Berempati Pada Makhluk-Nya

Langit senyap. Waktu menunjukkan lewat dini hari.

Saya beranjak pulang dari sebuah warnet. Ada beberapa alasan kenapa saya sering berselancar di dunia maya pada jam-jam segitu. Kesunyian membuat pikiran lebih jernih untuk berpikir dengan tenang, sangat kontras dengan suasana di siang hari yang dijejali berbagai aktivitas.Koneksi yang jauh lebih cepat dari jam-jam sibuk. Dan tentu saja, biaya sewa yang jauh lebih murah.
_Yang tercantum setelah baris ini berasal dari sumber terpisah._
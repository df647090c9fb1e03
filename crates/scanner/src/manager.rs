use std::collections::BTreeMap;
use std::sync::Arc;

use chrono::Utc;
use serde::{Deserialize, Serialize};
use tokio::task::JoinSet;
use tokio_util::sync::CancellationToken;
use tracing::{info, instrument, warn};

use stratus_core::Resource;

use crate::error::ScanError;
use crate::registry::ScannerRegistry;
use crate::scanner::DynScanner;

/// Per-provider result of a fan-out scan.
#[derive(Debug, Clone, Serialize, Deserialize)]
#[serde(tag = "status", rename_all = "snake_case")]
pub enum ScanOutcome {
    /// The provider enumerated completely.
    Ok {
        /// Number of resources produced.
        count: usize,
    },
    /// The provider failed partway; the collected resources were merged.
    Partial {
        /// Number of resources merged despite the failure.
        count: usize,
        /// Description of the interrupting failure.
        error: String,
    },
    /// The provider produced nothing.
    Failed {
        /// Description of the failure.
        error: String,
    },
}

/// Merged output of a fan-out scan: one outcome per provider plus all
/// produced resources, each stamped with `metadata.last_scanned_at`.
#[derive(Debug, Clone, Default, Serialize, Deserialize)]
pub struct ScanReport {
    /// Per-provider outcome, keyed by canonical provider name.
    pub outcomes: BTreeMap<String, ScanOutcome>,
    /// All resources produced across providers.
    pub resources: Vec<Resource>,
}

impl ScanReport {
    /// Whether every provider enumerated completely.
    pub fn all_ok(&self) -> bool {
        self.outcomes
            .values()
            .all(|outcome| matches!(outcome, ScanOutcome::Ok { .. }))
    }
}

/// Fans provider scans out in parallel and merges their results.
///
/// One task per provider; tasks share no mutable state, and cancellation
/// propagates from the caller's context into every scanner.
pub struct ScanManager {
    registry: Arc<ScannerRegistry>,
}

impl std::fmt::Debug for ScanManager {
    fn fmt(&self, f: &mut std::fmt::Formatter<'_>) -> std::fmt::Result {
        f.debug_struct("ScanManager")
            .field("providers", &self.registry.names())
            .finish()
    }
}

impl ScanManager {
    /// Create a manager over a populated registry.
    #[must_use]
    pub fn new(registry: Arc<ScannerRegistry>) -> Self {
        Self { registry }
    }

    /// The registered provider names.
    pub fn provider_names(&self) -> Vec<String> {
        self.registry.names()
    }

    /// Scan every registered provider in parallel.
    ///
    /// Never fails as a whole: individual provider failures are reported in
    /// the per-provider outcomes, and partial enumerations are merged.
    #[instrument(skip(self, ctx))]
    pub async fn scan_all(&self, ctx: &CancellationToken) -> ScanReport {
        let names = self.registry.names();
        self.scan_named(ctx, &names).await
    }

    /// Scan a subset of providers by name. Unknown names are reported as
    /// failed outcomes rather than failing the whole fan-out.
    #[instrument(skip(self, ctx), fields(count = providers.len()))]
    pub async fn scan_providers(
        &self,
        ctx: &CancellationToken,
        providers: &[String],
    ) -> ScanReport {
        self.scan_named(ctx, providers).await
    }

    async fn scan_named(&self, ctx: &CancellationToken, providers: &[String]) -> ScanReport {
        let mut report = ScanReport::default();
        let mut tasks: JoinSet<(String, ScanOutcome, Vec<Resource>)> = JoinSet::new();

        for name in providers {
            let scanner = match self.registry.get(name) {
                Ok(scanner) => scanner,
                Err(error) => {
                    report.outcomes.insert(
                        name.clone(),
                        ScanOutcome::Failed {
                            error: error.to_string(),
                        },
                    );
                    continue;
                }
            };
            let ctx = ctx.clone();
            let name = name.clone();
            tasks.spawn(async move { run_one_scan(name, scanner, ctx).await });
        }

        while let Some(joined) = tasks.join_next().await {
            match joined {
                Ok((name, outcome, resources)) => {
                    report.outcomes.insert(name, outcome);
                    report.resources.extend(resources);
                }
                Err(join_error) => {
                    warn!(error = %join_error, "scan task panicked");
                }
            }
        }

        info!(
            providers = report.outcomes.len(),
            resources = report.resources.len(),
            "scan fan-out finished"
        );
        report
    }

    /// Validate every registered scanner sequentially, returning the first
    /// failure.
    pub async fn validate_all(&self) -> Result<(), ScanError> {
        for name in self.registry.names() {
            self.registry.get(&name)?.validate().await?;
        }
        Ok(())
    }
}

async fn run_one_scan(
    name: String,
    scanner: Arc<dyn DynScanner>,
    ctx: CancellationToken,
) -> (String, ScanOutcome, Vec<Resource>) {
    match scanner.scan(&ctx).await {
        Ok(mut resources) => {
            stamp(&mut resources);
            let outcome = ScanOutcome::Ok {
                count: resources.len(),
            };
            (name, outcome, resources)
        }
        Err(ScanError::Partial {
            mut resources,
            source,
        }) => {
            warn!(provider = %name, error = %source, "merging partial scan");
            stamp(&mut resources);
            let outcome = ScanOutcome::Partial {
                count: resources.len(),
                error: source.to_string(),
            };
            (name, outcome, resources)
        }
        Err(error) => {
            warn!(provider = %name, %error, "scan failed");
            let outcome = ScanOutcome::Failed {
                error: error.to_string(),
            };
            (name, outcome, Vec::new())
        }
    }
}

fn stamp(resources: &mut [Resource]) {
    let now = Utc::now();
    for resource in resources {
        resource.metadata.last_scanned_at = Some(now);
    }
}

#[cfg(test)]
mod tests {
    use std::sync::atomic::{AtomicUsize, Ordering};

    use super::*;
    use crate::scanner::Scanner;
    use stratus_core::CloudProvider;

    enum Behavior {
        Ok(Vec<&'static str>),
        Partial(Vec<&'static str>),
        Fail,
        BadCredentials,
    }

    struct FakeScanner {
        provider: &'static str,
        behavior: Behavior,
        validations: AtomicUsize,
    }

    impl FakeScanner {
        fn new(provider: &'static str, behavior: Behavior) -> Self {
            Self {
                provider,
                behavior,
                validations: AtomicUsize::new(0),
            }
        }

        fn resources(&self, ids: &[&'static str]) -> Vec<Resource> {
            ids.iter()
                .map(|id| {
                    Resource::new(
                        *id,
                        "aws.ec2.instance",
                        CloudProvider::Aws,
                        *id,
                        "scanner",
                    )
                })
                .collect()
        }
    }

    impl Scanner for FakeScanner {
        fn name(&self) -> &str {
            self.provider
        }

        async fn validate(&self) -> Result<(), ScanError> {
            self.validations.fetch_add(1, Ordering::SeqCst);
            match self.behavior {
                Behavior::BadCredentials => Err(ScanError::Credentials("expired".into())),
                _ => Ok(()),
            }
        }

        async fn scan(&self, _ctx: &CancellationToken) -> Result<Vec<Resource>, ScanError> {
            match &self.behavior {
                Behavior::Ok(ids) => Ok(self.resources(ids)),
                Behavior::Partial(ids) => Err(ScanError::partial(
                    self.resources(ids),
                    ScanError::RateLimited,
                )),
                Behavior::Fail | Behavior::BadCredentials => {
                    Err(ScanError::Connection("unreachable".into()))
                }
            }
        }

        async fn get_resource(&self, id: &str) -> Result<Resource, ScanError> {
            Err(ScanError::NotRegistered(id.to_owned()))
        }
    }

    fn manager(scanners: Vec<FakeScanner>) -> ScanManager {
        let mut registry = ScannerRegistry::new();
        for scanner in scanners {
            registry.register(Arc::new(scanner)).unwrap();
        }
        ScanManager::new(Arc::new(registry))
    }

    #[tokio::test]
    async fn scan_all_merges_and_reports_per_provider() {
        let manager = manager(vec![
            FakeScanner::new("aws", Behavior::Ok(vec!["i-1"])),
            FakeScanner::new("gcp", Behavior::Fail),
        ]);

        let report = manager.scan_all(&CancellationToken::new()).await;

        assert_eq!(report.resources.len(), 1);
        assert_eq!(report.resources[0].id, "i-1");
        assert!(report.resources[0].metadata.last_scanned_at.is_some());

        assert!(matches!(
            report.outcomes["aws"],
            ScanOutcome::Ok { count: 1 }
        ));
        assert!(matches!(report.outcomes["gcp"], ScanOutcome::Failed { .. }));
        assert!(!report.all_ok());
    }

    #[tokio::test]
    async fn partial_results_are_merged() {
        let manager = manager(vec![FakeScanner::new(
            "azure",
            Behavior::Partial(vec!["c-1", "c-2"]),
        )]);

        let report = manager.scan_all(&CancellationToken::new()).await;

        assert_eq!(report.resources.len(), 2);
        match &report.outcomes["azure"] {
            ScanOutcome::Partial { count, error } => {
                assert_eq!(*count, 2);
                assert!(error.contains("rate limited"));
            }
            other => panic!("expected partial outcome, got {other:?}"),
        }
    }

    #[tokio::test]
    async fn subset_scan_flags_unknown_providers() {
        let manager = manager(vec![FakeScanner::new("aws", Behavior::Ok(vec!["i-1"]))]);

        let report = manager
            .scan_providers(
                &CancellationToken::new(),
                &["aws".to_owned(), "oci".to_owned()],
            )
            .await;

        assert!(matches!(report.outcomes["aws"], ScanOutcome::Ok { .. }));
        assert!(matches!(report.outcomes["oci"], ScanOutcome::Failed { .. }));
        assert_eq!(report.resources.len(), 1);
    }

    #[tokio::test]
    async fn validate_all_returns_first_failure() {
        let manager = manager(vec![
            FakeScanner::new("aws", Behavior::Ok(vec![])),
            FakeScanner::new("azure", Behavior::BadCredentials),
            FakeScanner::new("gcp", Behavior::Ok(vec![])),
        ]);

        let err = manager.validate_all().await.unwrap_err();
        assert!(matches!(err, ScanError::Credentials(_)));
    }

    #[tokio::test]
    async fn validate_all_passes_when_healthy() {
        let manager = manager(vec![
            FakeScanner::new("aws", Behavior::Ok(vec![])),
            FakeScanner::new("gcp", Behavior::Ok(vec![])),
        ]);
        manager.validate_all().await.unwrap();
    }

    #[tokio::test]
    async fn empty_registry_scan_is_empty() {
        let manager = ScanManager::new(Arc::new(ScannerRegistry::new()));
        let report = manager.scan_all(&CancellationToken::new()).await;
        assert!(report.outcomes.is_empty());
        assert!(report.resources.is_empty());
        assert!(report.all_ok());
    }
}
Menyusuri jalanan sepi, ekor mata saya menangkap sosok seekor anjing sedang mengais-ngais sisa makanan di tempat sampah di sebrang jalan sana. Saya diam sejenak memperhatikan tingkahnya. Anjing itu tampak sekali kelaparan. Penciumannya yang tajam sedang mendengus tumpukan plastik-plastik sampah itu. Sesekali kaki depannya mengorek-ngorek sampah.
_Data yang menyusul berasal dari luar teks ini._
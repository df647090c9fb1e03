//! PostgreSQL inventory store backend.
//!
//! Persists resources with their embedding vectors (via the `pgvector`
//! extension), the per-resource audit chains, schemas, and terraform keys.
//! Every mutation runs in one transaction spanning the row change and the
//! chain append; the target row is locked with `SELECT ... FOR UPDATE`
//! before the latest record is read, so same-resource appends serialize.

pub mod config;
pub mod migrations;
pub mod store;

pub use config::PostgresStoreConfig;
pub use store::PostgresStore;
//! Azure provider scanner.
//!
//! Enumerates Blob Storage containers into canonical resources using the
//! service-principal credential chain with an Azure CLI fallback for
//! development environments.

pub mod auth;
pub mod config;
pub mod error;
pub mod scanner;

pub use auth::build_azure_credential;
pub use config::AzureScannerConfig;
pub use error::{AzureScannerError, classify_azure_error};
pub use scanner::AzureScanner;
Ah, tiba-tiba hati saya terenyuh melihatnya. Saya pernah merasakan malam-malam kelaparan seperti anjing itu dulu, saat-saat akhir kuliah sekitar tahun 2003. Uang bulanan saya lebih sering habis di akhir bulan sebelum sampai bulan berikutnya. Saya pernah beberapa hari tidak makan nasi, dan hanya makan gorengan dan minum air putih berhari-hari saat itu. Beruntung ada seorang teman akrab yang bersedia meminjami saya berkali-kali saat keadaan sudah sangat memaksa. Terima kasih, Sahabat.

Teringat hal itu, kaki saya berbalik kembali melangkah ke arah warnet. Saya lihat di sana tadi masih ada beberapa bungkus roti yang dijual. Saya membelinya satu bungkus.

Keluar dari warnet, saya langsung menyebrang jalan mendekati posisi di mana anjing itu sedang mengorek sisa makanan di tumpukan sampah. Setelah dekat, sambil membuka plastik bungkus roti, saya berusaha bersikap akrab dengannya.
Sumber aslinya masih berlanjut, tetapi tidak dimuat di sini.